A legend of the area may have originated in the pattern day tradition of the cattle. As retold by Dan Cronin, it describes how a valuable bull, belonging to a nobleman, was stolen during one May Day celebration. Search parties were sent out in all directions until they discovered, on a flat stone near Ballyvourney, the “clear impression of the bull’s hoof, a man’s bare foot and the impression of the stick that he carried.” With these clues, the thief was apprehended and the bull recovered the next day.9
“When you stand in the middle of the Cathair you get great feeling of satisfaction that you’re standing here on one of the most ancient places on earth where religious ceremonies of one kind or another have been enacted for the past six or seven thousand years, without a break…Tell me another place you’ll find that. You’ll find them, all right…but they’re long since broken, the sequence is broken. But not at Cromlech Cathair Crobh Dearg…There is no place in Western Europe more ancient, functioning the same length of time, as Cromlech Cathair Crobh Dearg.”
Dan Cronin, 1999 (from video, right).10
The holy well of Cathair Crobh Dearg, while it may no longer host a May Day parade of cattle around it, is still regarded as a font of healing for many of the pilgrims visiting the site. They drink from the basin after reciting the required prayers, and take the water home in bottles for recourse when needed. Originally, the well was located further to the south, not within its modern enclosing wall.11 When the water table is high enough the holy water noisily bubbles up from its depths, as if animated from below. It is easy to understand how visitors in earlier times (or even today) could find its percolating waters suggestive of magic.
According to Celtic legend, as the berries of the sacred hazel tree dropped into the well at the center of the world, they produced na bolcca immaise, the “bubbles of mystic inspiration.”12 Video of the bubbling well water may be seen in the interview with Michael Dineen, above right.

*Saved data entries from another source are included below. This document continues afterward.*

//! Imported sheet storage: create, load, update, and list sheets.

use jiff::Timestamp;
use rusqlite::OptionalExtension;
use uuid::Uuid;

use crate::model::ImportedSheet;

use super::{Result, Storage, StorageError};

impl Storage {
    /// Persists a new imported sheet.
    pub fn create_sheet(&self, sheet: &ImportedSheet) -> Result<()> {
        if self.sheet_exists(sheet.id)? {
            return Err(StorageError::SheetAlreadyExists(sheet.id));
        }
        self.conn.execute(
            "INSERT INTO sheet (id, name, definition, rows, created_at, synced_at)
             VALUES (?1, ?2, ?3, ?4, ?5, ?6)",
            rusqlite::params![
                sheet.id.to_string(),
                &sheet.name,
                serde_json::to_string(&sheet.definition)?,
                serde_json::to_string(&sheet.rows)?,
                sheet.created_at.to_string(),
                sheet.synced_at.map(|t| t.to_string()),
            ],
        )?;
        Ok(())
    }

    /// Updates a sheet's row snapshot and sync time after re-synchronization.
    pub fn update_sheet(&self, sheet: &ImportedSheet) -> Result<()> {
        let rows = self.conn.execute(
            "UPDATE sheet SET name = ?1, definition = ?2, rows = ?3, synced_at = ?4
             WHERE id = ?5",
            rusqlite::params![
                &sheet.name,
                serde_json::to_string(&sheet.definition)?,
                serde_json::to_string(&sheet.rows)?,
                sheet.synced_at.map(|t| t.to_string()),
                sheet.id.to_string(),
            ],
        )?;
        if rows == 0 {
            return Err(StorageError::SheetNotFound(sheet.id));
        }
        Ok(())
    }

    /// Loads a single imported sheet.
    pub fn load_sheet(&self, id: Uuid) -> Result<ImportedSheet> {
        let row = self
            .conn
            .query_row(
                "SELECT name, definition, rows, created_at, synced_at FROM sheet WHERE id = ?1",
                [id.to_string()],
                |row| {
                    Ok((
                        row.get::<_, String>(0)?,
                        row.get::<_, String>(1)?,
                        row.get::<_, String>(2)?,
                        row.get::<_, String>(3)?,
                        row.get::<_, Option<String>>(4)?,
                    ))
                },
            )
            .optional()?;

        let Some((name, definition, rows, created_at, synced_at)) = row else {
            return Err(StorageError::SheetNotFound(id));
        };

        Ok(ImportedSheet {
            id,
            name,
            definition: serde_json::from_str(&definition)?,
            rows: serde_json::from_str(&rows)?,
            created_at: parse_timestamp(&created_at, "created_at")?,
            synced_at: synced_at
                .map(|t| parse_timestamp(&t, "synced_at"))
                .transpose()?,
        })
    }

    /// Lists all imported sheets, oldest first.
    pub fn list_sheets(&self) -> Result<Vec<ImportedSheet>> {
        let mut statement = self
            .conn
            .prepare("SELECT id FROM sheet ORDER BY created_at")?;
        let ids = statement.query_map([], |row| row.get::<_, String>(0))?;

        let mut sheets = Vec::new();
        for id in ids {
            let id = id?
                .parse::<Uuid>()
                .map_err(|e| StorageError::Corrupt(format!("invalid sheet id: {e}")))?;
            sheets.push(self.load_sheet(id)?);
        }
        Ok(sheets)
    }

    fn sheet_exists(&self, id: Uuid) -> Result<bool> {
        let found = self
            .conn
            .query_row(
                "SELECT 1 FROM sheet WHERE id = ?1",
                [id.to_string()],
                |_| Ok(()),
            )
            .optional()?;
        Ok(found.is_some())
    }
}

fn parse_timestamp(value: &str, column: &str) -> Result<Timestamp> {
    value
        .parse::<Timestamp>()
        .map_err(|e| StorageError::Corrupt(format!("invalid {column}: {e}")))
}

The City may have been one of the first locations in Ireland to be populated, but there is no occupied residence now within its walls. The last denizen of Cathair Crobh Dearg was Paddy Quinihan (Counihan) who in the 1930s was the deerhough (caretaker) of the holy well. His abandoned home still stands in The City, and may be viewed in the VR tour and in the gallery below.13 Who was the first person to make his home in the city? The excavator of the site feels that the body of myth associated with The City demonstrates pagan origins for the continuing religious activity there, as the feast of Bealtaine morphed into a modern May Day celebration.14 However Frank Coyne’s research into the purposes of the (apparent) megalithic tomb there was inconclusive. The 1 m- (3.3 ft-) tall by 1.5 m- (5 ft-) long standing stone, with its carefully placed packing stones, is clearly associated with the adjacent outcrop of bedrock. But modern disturbances at the site made it impossible to find datable material other than some charcoal from a nearby pit, dated to 60 BCE – 420 CE.
This standing stone, according to Dan Cronin, was believed to have been “broken by alien rulers” long ago, originally being larger and with Ogham inscriptions.15 Coyne speculated that if a covering cairn was once heaped above it, its stones may have been incorporated into the cashel walls, or used to build the other modern structures found within the enclosure. He draws some comparisons with Co. Down’s Ballynahatty Giant’s Ring, where a small megalithic tomb is situated within a large embanked enclosure.16
“The possibility exists that a late prehistoric enclosure was constructed here, around an earlier cairn or cairns, presumably containing burials of early prehistoric date, possibly broadly coeval with the cairns on the summits of The Paps. The cairns would have been a focus of ritual regarded as sacred…At a much later stage the extant cashel feature may have been constructed utilising stone from the earlier cairns, the monument being subsequently Christianized.”
Michael Connolly, “Fields of View: The archaeological landscapes of Mount Brandon and The Paps,” 200617
The Goddess Anu
The twin mountains overlooking The City are nearly equal in height, at 694 and 690 m (2,277 and 2,264 ft). Each features a small—still unexcavated—cairn at its peak. These structures, perhaps sheltering burial cists or even miniature passage tombs, appear from a distance to provide each of the breasts of the goddess with perfectly-proportioned and forthrightly tumescent nipples. Lost in prehistory are the circumstances that linked these peaks, and their stone monuments, with the goddess Anu.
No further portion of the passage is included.